The only way I can think of to combat this fear is with information, and since May is mental Health Awareness Month, I am going to use it as an opportunity to talk about mental health, mine specifically. I want to be that person you know who has that thing you heard of, and who explained it to you.
Today I’d like to talk about Trichotillomania.
My friend Sahar always called it “trickatillawhatnow,” but most people refer to it as Trich, or TTM. Trich is a compulsive hair pulling disorder. I mention this first for two reasons. One, it’s an often misunderstood disorder, and two, it’s still considered to be a mostly unknown disorder. When I was 20 I saw a doctor that flat out did not believe it was a thing. When I was 12 and was first afflicted by it, my doctor thought I was suffering from alopecia. Of course, I didn’t come out and tell her I was doing it. I still didn’t know at the time.

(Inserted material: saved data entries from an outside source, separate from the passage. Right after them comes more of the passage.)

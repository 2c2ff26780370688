//! Key-range predicates for partitioned and resumable scans.

use serde::{Deserialize, Serialize};
use serde_json::Value;

/// A half-open key range `(lower, upper]` on a single column.
///
/// `lower` is exclusive so that a bookmark (the last seen key) resumes
/// strictly after the rows already emitted; `upper` is inclusive so
/// adjacent partitions tile a key space without overlap.
#[derive(Debug, Clone, PartialEq, Serialize, Deserialize)]
pub struct KeyRange {
    pub column: String,
    pub lower: Option<Value>,
    pub upper: Option<Value>,
}

impl KeyRange {
    /// An unbounded-above range resuming after `lower`, the shape the
    /// coordinator builds from a persisted bookmark.
    pub fn bookmark(column: impl Into<String>, lower: Option<Value>) -> Self {
        Self {
            column: column.into(),
            lower,
            upper: None,
        }
    }

    /// Render this range as a SQL predicate (no leading WHERE). An
    /// unbounded range renders as an empty string.
    pub fn to_sql_where(&self) -> String {
        let col = format!("\"{}\"", sanitize_sql_identifier(&self.column));
        let mut parts = Vec::with_capacity(2);
        if let Some(lower) = &self.lower {
            parts.push(format!("{} > {}", col, render_literal(lower)));
        }
        if let Some(upper) = &self.upper {
            parts.push(format!("{} <= {}", col, render_literal(upper)));
        }
        parts.join(" AND ")
    }
}

/// Render the WHERE clause for an optional partition, with a leading
/// space, or an empty string when there is nothing to filter on.
pub fn build_where_clause(range: Option<&KeyRange>) -> String {
    match range {
        Some(range) => {
            let predicate = range.to_sql_where();
            if predicate.is_empty() {
                String::new()
            } else {
                format!(" WHERE {}", predicate)
            }
        }
        None => String::new(),
    }
}

pub fn sanitize_sql_identifier(s: &str) -> String {
    s.replace('"', "\"\"")
}

fn sanitize_sql_string(s: &str) -> String {
    s.replace('\'', "''")
}

fn render_literal(value: &Value) -> String {
    match value {
        Value::Number(n) => n.to_string(),
        Value::Bool(true) => "1".to_string(),
        Value::Bool(false) => "0".to_string(),
        Value::String(s) => format!("'{}'", sanitize_sql_string(s)),
        other => format!("'{}'", sanitize_sql_string(&other.to_string())),
    }
}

See, it starts young. I was in maybe second grade when I started pulling out eyebrows during Math class. At the end of class I would have a neat little pile of hairs on my desk and wonder how they got there. In fourth grade, it was eyelashes. In sixth grade, it was hair from my head. Each time I would observe the growing pile of hair, unsure how it came to be.

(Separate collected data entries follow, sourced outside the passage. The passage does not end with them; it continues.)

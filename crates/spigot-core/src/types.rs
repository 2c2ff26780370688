//! Portable column type descriptors and the native-type mapping.
//!
//! The embedded engine reports declared column types as free-form strings
//! (`INTEGER`, `VARCHAR(50)`, `TIMESTAMP`, ...). [`PortableType`] is the
//! engine-agnostic descriptor used in catalog documents and SCHEMA
//! messages. Both directions of the mapping are total: unknown native
//! types fall back to [`PortableType::String`], and the inverse always
//! yields a valid native type spec (losing length/precision is allowed).

use serde::{Deserialize, Serialize};
use serde_json::{json, Value};
use tracing::debug;

/// Engine-agnostic representation of a column's data type.
#[derive(Debug, Clone, Copy, PartialEq, Eq, Serialize, Deserialize)]
#[serde(rename_all = "kebab-case")]
pub enum PortableType {
    Integer,
    Number,
    Boolean,
    String,
    Date,
    DateTime,
    Binary,
}

impl PortableType {
    /// Map a declared native type to its portable descriptor.
    ///
    /// Matching follows the engine's affinity rules: keyword containment
    /// on the uppercased declaration, with date/time and boolean checks
    /// ahead of the broader affinity buckets. Total over all inputs.
    pub fn from_native(native: &str) -> PortableType {
        let decl = native.to_uppercase();
        if decl.contains("BOOL") {
            PortableType::Boolean
        } else if decl.contains("DATETIME") || decl.contains("TIMESTAMP") {
            PortableType::DateTime
        } else if decl.contains("DATE") {
            PortableType::Date
        } else if decl.contains("INT") {
            PortableType::Integer
        } else if decl.contains("CHAR") || decl.contains("CLOB") || decl.contains("TEXT") {
            PortableType::String
        } else if decl.contains("BLOB") {
            PortableType::Binary
        } else if decl.contains("REAL")
            || decl.contains("FLOA")
            || decl.contains("DOUB")
            || decl.contains("NUMERIC")
            || decl.contains("DECIMAL")
        {
            PortableType::Number
        } else {
            debug!("Unknown native type '{}', defaulting to string", native);
            PortableType::String
        }
    }

    /// The native type spec this descriptor maps back to.
    ///
    /// The round trip is lossy: `VARCHAR(50)` comes back as `TEXT`.
    pub fn to_native(self) -> &'static str {
        match self {
            PortableType::Integer => "INTEGER",
            PortableType::Number => "REAL",
            PortableType::Boolean => "BOOLEAN",
            PortableType::String => "TEXT",
            PortableType::Date => "DATE",
            PortableType::DateTime => "TIMESTAMP",
            PortableType::Binary => "BLOB",
        }
    }

    /// The JSON-schema fragment describing a column of this type.
    pub fn json_schema(self, nullable: bool) -> Value {
        let type_name = match self {
            PortableType::Integer => "integer",
            PortableType::Number => "number",
            PortableType::Boolean => "boolean",
            PortableType::String | PortableType::Date | PortableType::DateTime
            | PortableType::Binary => "string",
        };
        let types = if nullable {
            json!([type_name, "null"])
        } else {
            json!([type_name])
        };
        match self {
            PortableType::Date => json!({"type": types, "format": "date"}),
            PortableType::DateTime => json!({"type": types, "format": "date-time"}),
            _ => json!({"type": types}),
        }
    }
}

#[cfg(test)]
mod tests {
    use super::*;

    #[test]
    fn test_from_native_integer_family() {
        assert_eq!(PortableType::from_native("INTEGER"), PortableType::Integer);
        assert_eq!(PortableType::from_native("int"), PortableType::Integer);
        assert_eq!(PortableType::from_native("BIGINT"), PortableType::Integer);
        assert_eq!(PortableType::from_native("SMALLINT"), PortableType::Integer);
        assert_eq!(
            PortableType::from_native("UNSIGNED BIG INT"),
            PortableType::Integer
        );
    }

    #[test]
    fn test_from_native_text_family() {
        assert_eq!(PortableType::from_native("TEXT"), PortableType::String);
        assert_eq!(
            PortableType::from_native("VARCHAR(50)"),
            PortableType::String
        );
        assert_eq!(
            PortableType::from_native("NVARCHAR(100)"),
            PortableType::String
        );
        assert_eq!(
            PortableType::from_native("CHARACTER(20)"),
            PortableType::String
        );
        assert_eq!(PortableType::from_native("CLOB"), PortableType::String);
    }

    #[test]
    fn test_from_native_number_family() {
        assert_eq!(PortableType::from_native("REAL"), PortableType::Number);
        assert_eq!(PortableType::from_native("DOUBLE"), PortableType::Number);
        assert_eq!(
            PortableType::from_native("DOUBLE PRECISION"),
            PortableType::Number
        );
        assert_eq!(PortableType::from_native("FLOAT"), PortableType::Number);
        assert_eq!(
            PortableType::from_native("DECIMAL(10,5)"),
            PortableType::Number
        );
        assert_eq!(PortableType::from_native("NUMERIC"), PortableType::Number);
    }

    #[test]
    fn test_from_native_boolean_and_temporal() {
        assert_eq!(PortableType::from_native("BOOLEAN"), PortableType::Boolean);
        assert_eq!(PortableType::from_native("bool"), PortableType::Boolean);
        assert_eq!(PortableType::from_native("DATE"), PortableType::Date);
        assert_eq!(
            PortableType::from_native("DATETIME"),
            PortableType::DateTime
        );
        assert_eq!(
            PortableType::from_native("TIMESTAMP"),
            PortableType::DateTime
        );
    }

    #[test]
    fn test_from_native_binary() {
        assert_eq!(PortableType::from_native("BLOB"), PortableType::Binary);
    }

    #[test]
    fn test_from_native_unknown_falls_back_to_string() {
        assert_eq!(PortableType::from_native("GEOMETRY"), PortableType::String);
        assert_eq!(PortableType::from_native(""), PortableType::String);
        assert_eq!(PortableType::from_native("JSONB"), PortableType::String);
    }

    #[test]
    fn test_to_native_total() {
        // Every descriptor maps back to a non-empty native spec.
        for ty in [
            PortableType::Integer,
            PortableType::Number,
            PortableType::Boolean,
            PortableType::String,
            PortableType::Date,
            PortableType::DateTime,
            PortableType::Binary,
        ] {
            assert!(!ty.to_native().is_empty());
        }
    }

    #[test]
    fn test_round_trip_normalizes() {
        // native -> portable -> native may lose length, never fails
        let portable = PortableType::from_native("VARCHAR(50)");
        assert_eq!(portable.to_native(), "TEXT");
        let portable = PortableType::from_native("BIGINT");
        assert_eq!(portable.to_native(), "INTEGER");
    }

    #[test]
    fn test_json_schema_nullable() {
        let schema = PortableType::Integer.json_schema(true);
        assert_eq!(schema, json!({"type": ["integer", "null"]}));
    }

    #[test]
    fn test_json_schema_not_nullable() {
        let schema = PortableType::Integer.json_schema(false);
        assert_eq!(schema, json!({"type": ["integer"]}));
    }

    #[test]
    fn test_json_schema_date_time_format() {
        let schema = PortableType::DateTime.json_schema(true);
        assert_eq!(
            schema,
            json!({"type": ["string", "null"], "format": "date-time"})
        );
    }

    #[test]
    fn test_serde_representation() {
        let json = serde_json::to_string(&PortableType::DateTime).unwrap();
        assert_eq!(json, "\"date-time\"");
        let parsed: PortableType = serde_json::from_str("\"integer\"").unwrap();
        assert_eq!(parsed, PortableType::Integer);
    }
}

My mom took me to the aforementioned doctor, and I was instructed not to pull my hair back as my penchant for ponytails must be the root cause of the problem. Of course it was not. I remember one day in sixth grade when I pulled my hair back and my teacher yelled at me, telling the whole class that I wasn’t supposed to wear ponytails because my hair was falling out.
Adolescence was garbage. But I digress…
My Fortress of Solitude as a child was the local library, so I spent some time researching what was up with me. Then in high school, when internet access became a thing, I found the Trichotillomania Learning Center, which helped me understand what was happening. Which also led me into the office of the doctor who knew nothing, and then off to greener pastures with a clinic that knew EXACTLY what I was talking about.
New doc put me on one pill (I had been on 14 at that time) and symptoms stopped almost immediately. I am still very self-conscious about my hair, and I still pluck my eyebrows almost daily, but otherwise I leave it be, and am thrilled to never find tiny piles of hair lying around.
In my life I have encountered many people who have had Trich. I have had friends confide in me, I have had others who didn’t know what it was be so grateful to put a name to the weird thing they were doing. In fact, this is the rarest of my disorders, but it is the one I have identified the most with other people.
I refuse to give into the fear of misinformation. If you read this and you have questions about Trich, feel free to ask them. I am an open book on my mental health, and I do that to help inform others, All I really want is to take away that fear. Fear is what motivates us to hate, and judge what we do not understand. So if I can do my part to remove that fear, I’m doing what is needed, in my mind. I hope that this, and future blogs on mental health, open someones eyes to the fact that we are no worse, just a little different. At least, that’s what I believe.